(Records from a data collection)

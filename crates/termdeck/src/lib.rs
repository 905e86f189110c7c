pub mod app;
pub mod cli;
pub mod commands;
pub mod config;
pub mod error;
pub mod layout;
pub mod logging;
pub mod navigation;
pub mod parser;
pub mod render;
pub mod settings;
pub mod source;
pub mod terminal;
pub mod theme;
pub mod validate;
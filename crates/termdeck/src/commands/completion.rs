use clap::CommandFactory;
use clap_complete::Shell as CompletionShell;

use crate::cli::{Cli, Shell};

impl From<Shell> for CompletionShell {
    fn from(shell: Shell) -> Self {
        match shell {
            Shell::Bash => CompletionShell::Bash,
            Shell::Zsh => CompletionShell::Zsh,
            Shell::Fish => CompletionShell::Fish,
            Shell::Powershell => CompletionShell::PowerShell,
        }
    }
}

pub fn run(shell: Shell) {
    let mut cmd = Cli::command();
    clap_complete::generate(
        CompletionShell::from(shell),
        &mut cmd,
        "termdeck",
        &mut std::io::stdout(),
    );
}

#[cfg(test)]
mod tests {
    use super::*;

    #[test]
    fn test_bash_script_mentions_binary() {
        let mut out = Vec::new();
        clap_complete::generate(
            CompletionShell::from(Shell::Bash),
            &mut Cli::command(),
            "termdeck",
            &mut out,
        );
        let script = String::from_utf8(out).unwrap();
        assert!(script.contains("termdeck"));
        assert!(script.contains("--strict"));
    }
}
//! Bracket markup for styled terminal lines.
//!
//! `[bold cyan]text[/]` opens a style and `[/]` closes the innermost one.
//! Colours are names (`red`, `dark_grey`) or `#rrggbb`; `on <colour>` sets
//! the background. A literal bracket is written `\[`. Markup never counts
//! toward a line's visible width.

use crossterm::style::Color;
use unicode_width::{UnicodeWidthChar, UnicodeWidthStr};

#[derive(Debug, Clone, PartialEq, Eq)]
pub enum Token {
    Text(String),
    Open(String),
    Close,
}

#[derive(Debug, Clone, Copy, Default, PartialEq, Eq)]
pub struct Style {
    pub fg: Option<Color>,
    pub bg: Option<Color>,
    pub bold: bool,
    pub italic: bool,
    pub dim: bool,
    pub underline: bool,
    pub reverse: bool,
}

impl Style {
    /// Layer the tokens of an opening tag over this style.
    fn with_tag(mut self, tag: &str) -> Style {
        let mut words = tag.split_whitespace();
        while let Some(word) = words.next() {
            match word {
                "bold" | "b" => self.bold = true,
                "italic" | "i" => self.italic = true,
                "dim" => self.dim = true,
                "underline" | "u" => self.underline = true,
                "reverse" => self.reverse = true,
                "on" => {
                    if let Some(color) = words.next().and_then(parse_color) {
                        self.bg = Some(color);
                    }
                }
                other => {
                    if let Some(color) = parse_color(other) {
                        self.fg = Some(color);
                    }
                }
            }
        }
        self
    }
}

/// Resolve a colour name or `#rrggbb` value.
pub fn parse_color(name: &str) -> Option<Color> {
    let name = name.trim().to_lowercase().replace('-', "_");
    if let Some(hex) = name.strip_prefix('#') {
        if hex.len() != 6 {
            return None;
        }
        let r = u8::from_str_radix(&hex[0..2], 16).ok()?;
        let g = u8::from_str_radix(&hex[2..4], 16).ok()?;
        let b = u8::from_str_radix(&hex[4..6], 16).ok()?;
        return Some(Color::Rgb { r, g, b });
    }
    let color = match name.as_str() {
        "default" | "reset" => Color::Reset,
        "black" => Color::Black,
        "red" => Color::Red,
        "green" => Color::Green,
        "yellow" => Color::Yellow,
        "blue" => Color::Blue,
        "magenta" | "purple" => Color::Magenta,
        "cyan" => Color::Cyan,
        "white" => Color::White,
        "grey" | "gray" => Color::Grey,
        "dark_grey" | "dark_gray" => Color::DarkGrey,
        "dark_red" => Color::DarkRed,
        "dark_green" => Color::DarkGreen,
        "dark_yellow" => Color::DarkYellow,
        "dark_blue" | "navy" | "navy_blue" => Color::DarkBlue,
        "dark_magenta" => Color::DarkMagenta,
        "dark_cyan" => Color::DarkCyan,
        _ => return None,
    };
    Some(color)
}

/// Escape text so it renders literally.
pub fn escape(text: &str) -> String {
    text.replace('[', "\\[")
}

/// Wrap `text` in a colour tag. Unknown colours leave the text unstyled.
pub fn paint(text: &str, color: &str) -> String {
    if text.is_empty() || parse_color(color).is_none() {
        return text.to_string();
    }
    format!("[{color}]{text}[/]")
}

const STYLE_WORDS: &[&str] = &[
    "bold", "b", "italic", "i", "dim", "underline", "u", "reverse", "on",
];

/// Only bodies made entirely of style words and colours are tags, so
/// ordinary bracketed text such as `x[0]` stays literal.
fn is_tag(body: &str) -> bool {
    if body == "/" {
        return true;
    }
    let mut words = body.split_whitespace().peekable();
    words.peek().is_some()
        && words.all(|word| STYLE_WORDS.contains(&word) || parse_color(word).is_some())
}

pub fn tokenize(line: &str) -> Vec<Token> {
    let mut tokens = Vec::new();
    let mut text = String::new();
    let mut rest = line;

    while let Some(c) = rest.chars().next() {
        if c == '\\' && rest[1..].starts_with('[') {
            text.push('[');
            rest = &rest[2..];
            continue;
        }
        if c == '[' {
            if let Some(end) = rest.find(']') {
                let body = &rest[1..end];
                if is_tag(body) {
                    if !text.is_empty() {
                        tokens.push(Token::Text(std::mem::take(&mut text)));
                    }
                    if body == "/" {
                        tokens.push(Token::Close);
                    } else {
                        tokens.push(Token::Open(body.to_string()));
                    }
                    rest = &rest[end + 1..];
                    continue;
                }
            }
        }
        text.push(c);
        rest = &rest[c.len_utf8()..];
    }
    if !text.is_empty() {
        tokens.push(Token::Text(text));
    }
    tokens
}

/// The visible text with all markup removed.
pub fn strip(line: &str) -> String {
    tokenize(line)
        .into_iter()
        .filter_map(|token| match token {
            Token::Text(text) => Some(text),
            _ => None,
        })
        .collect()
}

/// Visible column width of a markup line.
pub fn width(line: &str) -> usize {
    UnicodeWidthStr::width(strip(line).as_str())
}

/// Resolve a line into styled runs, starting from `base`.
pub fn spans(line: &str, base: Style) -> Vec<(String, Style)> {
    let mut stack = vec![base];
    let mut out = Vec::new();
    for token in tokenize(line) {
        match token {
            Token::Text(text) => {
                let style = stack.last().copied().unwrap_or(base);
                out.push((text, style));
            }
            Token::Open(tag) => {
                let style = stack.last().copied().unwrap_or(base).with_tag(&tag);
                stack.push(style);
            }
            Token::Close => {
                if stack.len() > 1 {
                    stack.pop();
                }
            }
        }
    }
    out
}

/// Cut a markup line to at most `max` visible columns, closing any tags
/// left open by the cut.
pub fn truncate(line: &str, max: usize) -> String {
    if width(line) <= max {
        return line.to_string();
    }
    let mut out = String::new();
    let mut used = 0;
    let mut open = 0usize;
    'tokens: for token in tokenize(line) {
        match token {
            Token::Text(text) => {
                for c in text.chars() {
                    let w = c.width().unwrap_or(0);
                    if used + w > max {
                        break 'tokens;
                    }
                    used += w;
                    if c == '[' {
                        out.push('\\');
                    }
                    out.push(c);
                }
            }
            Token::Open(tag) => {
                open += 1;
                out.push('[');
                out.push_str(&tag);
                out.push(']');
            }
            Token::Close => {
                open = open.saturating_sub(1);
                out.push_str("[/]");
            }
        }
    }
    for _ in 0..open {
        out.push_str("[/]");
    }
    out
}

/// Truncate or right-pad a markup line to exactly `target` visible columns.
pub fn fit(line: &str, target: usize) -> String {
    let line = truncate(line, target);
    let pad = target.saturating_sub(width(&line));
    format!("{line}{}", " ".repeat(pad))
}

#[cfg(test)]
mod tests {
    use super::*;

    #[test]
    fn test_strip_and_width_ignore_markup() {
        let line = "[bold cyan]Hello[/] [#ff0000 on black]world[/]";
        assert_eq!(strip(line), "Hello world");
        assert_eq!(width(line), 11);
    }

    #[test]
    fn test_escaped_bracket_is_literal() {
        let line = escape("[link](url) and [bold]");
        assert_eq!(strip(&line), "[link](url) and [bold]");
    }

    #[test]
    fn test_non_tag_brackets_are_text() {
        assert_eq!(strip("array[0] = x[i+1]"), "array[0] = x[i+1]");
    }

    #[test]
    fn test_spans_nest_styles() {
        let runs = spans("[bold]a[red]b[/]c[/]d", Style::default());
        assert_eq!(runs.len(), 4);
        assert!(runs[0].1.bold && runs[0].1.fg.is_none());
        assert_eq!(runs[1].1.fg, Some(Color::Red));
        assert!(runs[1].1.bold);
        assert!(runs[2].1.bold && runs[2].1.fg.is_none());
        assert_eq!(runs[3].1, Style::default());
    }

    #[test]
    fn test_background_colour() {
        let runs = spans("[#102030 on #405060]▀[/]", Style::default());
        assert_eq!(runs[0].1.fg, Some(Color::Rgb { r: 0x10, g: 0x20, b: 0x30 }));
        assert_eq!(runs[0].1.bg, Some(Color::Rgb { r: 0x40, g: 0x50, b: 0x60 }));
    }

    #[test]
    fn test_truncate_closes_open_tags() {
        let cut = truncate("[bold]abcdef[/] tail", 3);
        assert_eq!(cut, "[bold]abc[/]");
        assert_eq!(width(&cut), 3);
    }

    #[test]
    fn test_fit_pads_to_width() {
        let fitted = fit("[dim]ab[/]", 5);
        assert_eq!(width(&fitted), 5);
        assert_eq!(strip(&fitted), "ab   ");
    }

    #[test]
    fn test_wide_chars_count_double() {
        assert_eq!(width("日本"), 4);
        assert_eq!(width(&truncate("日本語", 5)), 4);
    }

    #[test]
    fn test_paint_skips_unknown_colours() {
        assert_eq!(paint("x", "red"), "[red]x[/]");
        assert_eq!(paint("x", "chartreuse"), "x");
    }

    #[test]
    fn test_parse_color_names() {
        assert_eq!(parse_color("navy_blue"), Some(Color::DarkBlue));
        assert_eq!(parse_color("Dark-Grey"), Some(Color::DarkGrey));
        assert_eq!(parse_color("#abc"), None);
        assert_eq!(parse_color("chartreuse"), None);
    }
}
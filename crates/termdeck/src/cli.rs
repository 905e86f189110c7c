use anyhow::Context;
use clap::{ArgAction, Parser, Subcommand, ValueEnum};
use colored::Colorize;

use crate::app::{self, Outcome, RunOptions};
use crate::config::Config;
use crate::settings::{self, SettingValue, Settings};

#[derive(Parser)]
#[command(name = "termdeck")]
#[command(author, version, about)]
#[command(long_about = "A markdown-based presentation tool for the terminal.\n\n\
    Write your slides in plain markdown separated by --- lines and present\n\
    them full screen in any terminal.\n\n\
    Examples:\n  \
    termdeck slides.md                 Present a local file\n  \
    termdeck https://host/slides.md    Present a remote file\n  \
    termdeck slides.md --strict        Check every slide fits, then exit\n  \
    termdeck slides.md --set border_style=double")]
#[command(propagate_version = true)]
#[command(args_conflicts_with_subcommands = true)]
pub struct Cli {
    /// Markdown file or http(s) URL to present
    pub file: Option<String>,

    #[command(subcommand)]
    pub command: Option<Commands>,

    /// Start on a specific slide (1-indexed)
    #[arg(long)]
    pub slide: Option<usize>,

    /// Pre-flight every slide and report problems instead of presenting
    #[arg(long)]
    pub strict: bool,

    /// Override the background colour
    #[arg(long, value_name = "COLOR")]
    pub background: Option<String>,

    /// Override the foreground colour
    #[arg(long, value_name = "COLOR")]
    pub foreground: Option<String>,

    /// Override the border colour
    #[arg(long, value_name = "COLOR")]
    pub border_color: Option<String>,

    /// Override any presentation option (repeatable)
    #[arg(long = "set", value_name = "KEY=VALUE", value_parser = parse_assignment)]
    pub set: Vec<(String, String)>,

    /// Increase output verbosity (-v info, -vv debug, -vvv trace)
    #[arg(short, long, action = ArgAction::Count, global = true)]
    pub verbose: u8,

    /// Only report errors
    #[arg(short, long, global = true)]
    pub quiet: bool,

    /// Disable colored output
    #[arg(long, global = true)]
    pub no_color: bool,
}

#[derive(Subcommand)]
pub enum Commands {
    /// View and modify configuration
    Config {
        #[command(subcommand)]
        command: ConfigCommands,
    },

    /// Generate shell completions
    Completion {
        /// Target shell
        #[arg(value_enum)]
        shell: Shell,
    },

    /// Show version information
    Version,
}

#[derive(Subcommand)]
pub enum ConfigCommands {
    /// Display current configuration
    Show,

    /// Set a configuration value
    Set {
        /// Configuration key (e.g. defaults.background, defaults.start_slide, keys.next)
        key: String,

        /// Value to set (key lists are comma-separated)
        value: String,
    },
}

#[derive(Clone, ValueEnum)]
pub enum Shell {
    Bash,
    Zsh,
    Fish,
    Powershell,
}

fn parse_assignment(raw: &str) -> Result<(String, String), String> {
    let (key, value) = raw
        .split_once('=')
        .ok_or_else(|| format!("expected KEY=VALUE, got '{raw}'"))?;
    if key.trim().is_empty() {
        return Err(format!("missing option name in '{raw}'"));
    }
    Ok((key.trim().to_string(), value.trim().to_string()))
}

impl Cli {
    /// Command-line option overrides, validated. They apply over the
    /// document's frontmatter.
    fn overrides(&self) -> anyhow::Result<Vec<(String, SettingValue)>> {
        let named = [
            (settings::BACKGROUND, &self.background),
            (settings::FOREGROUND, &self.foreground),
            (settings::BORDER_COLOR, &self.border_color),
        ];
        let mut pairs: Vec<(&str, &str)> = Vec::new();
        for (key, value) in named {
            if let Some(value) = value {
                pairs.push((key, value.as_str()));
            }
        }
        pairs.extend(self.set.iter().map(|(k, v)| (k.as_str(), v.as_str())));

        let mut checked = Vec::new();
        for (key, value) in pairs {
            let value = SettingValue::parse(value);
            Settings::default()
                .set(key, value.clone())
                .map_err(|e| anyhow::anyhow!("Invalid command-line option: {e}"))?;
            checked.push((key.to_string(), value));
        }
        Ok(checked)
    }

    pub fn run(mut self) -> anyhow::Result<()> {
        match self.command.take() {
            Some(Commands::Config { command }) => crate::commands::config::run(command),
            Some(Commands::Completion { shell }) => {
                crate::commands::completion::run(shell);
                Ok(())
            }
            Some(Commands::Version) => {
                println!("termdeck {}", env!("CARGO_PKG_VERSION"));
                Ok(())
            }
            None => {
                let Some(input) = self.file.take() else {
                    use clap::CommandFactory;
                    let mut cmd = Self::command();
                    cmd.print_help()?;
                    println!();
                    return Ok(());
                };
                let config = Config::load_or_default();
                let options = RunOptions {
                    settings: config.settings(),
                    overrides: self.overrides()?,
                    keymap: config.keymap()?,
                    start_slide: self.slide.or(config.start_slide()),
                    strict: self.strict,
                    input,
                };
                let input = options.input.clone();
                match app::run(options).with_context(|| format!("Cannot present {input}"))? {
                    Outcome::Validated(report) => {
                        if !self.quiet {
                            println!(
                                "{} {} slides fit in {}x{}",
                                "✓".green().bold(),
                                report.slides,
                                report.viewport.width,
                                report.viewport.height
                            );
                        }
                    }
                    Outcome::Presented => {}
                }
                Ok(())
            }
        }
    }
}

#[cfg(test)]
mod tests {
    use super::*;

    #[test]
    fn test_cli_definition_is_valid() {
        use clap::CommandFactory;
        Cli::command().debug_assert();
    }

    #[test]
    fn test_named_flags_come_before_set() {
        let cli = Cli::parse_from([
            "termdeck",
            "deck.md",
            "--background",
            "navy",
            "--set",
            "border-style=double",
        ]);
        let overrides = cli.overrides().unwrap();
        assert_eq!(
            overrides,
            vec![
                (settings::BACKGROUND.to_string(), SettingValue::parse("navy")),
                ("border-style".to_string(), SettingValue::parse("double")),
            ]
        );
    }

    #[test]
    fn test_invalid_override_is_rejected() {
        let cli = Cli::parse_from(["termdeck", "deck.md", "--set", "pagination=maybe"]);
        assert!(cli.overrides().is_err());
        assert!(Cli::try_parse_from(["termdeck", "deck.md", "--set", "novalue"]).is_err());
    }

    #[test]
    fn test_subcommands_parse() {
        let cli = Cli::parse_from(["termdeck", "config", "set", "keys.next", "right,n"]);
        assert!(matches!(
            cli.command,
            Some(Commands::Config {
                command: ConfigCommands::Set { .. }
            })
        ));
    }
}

Task to complete:
Scan the lines above for "Only", then copy every one that has it.

Completed task:
/// Only bodies made entirely of style words and colours are tags, so
    /// Only report errors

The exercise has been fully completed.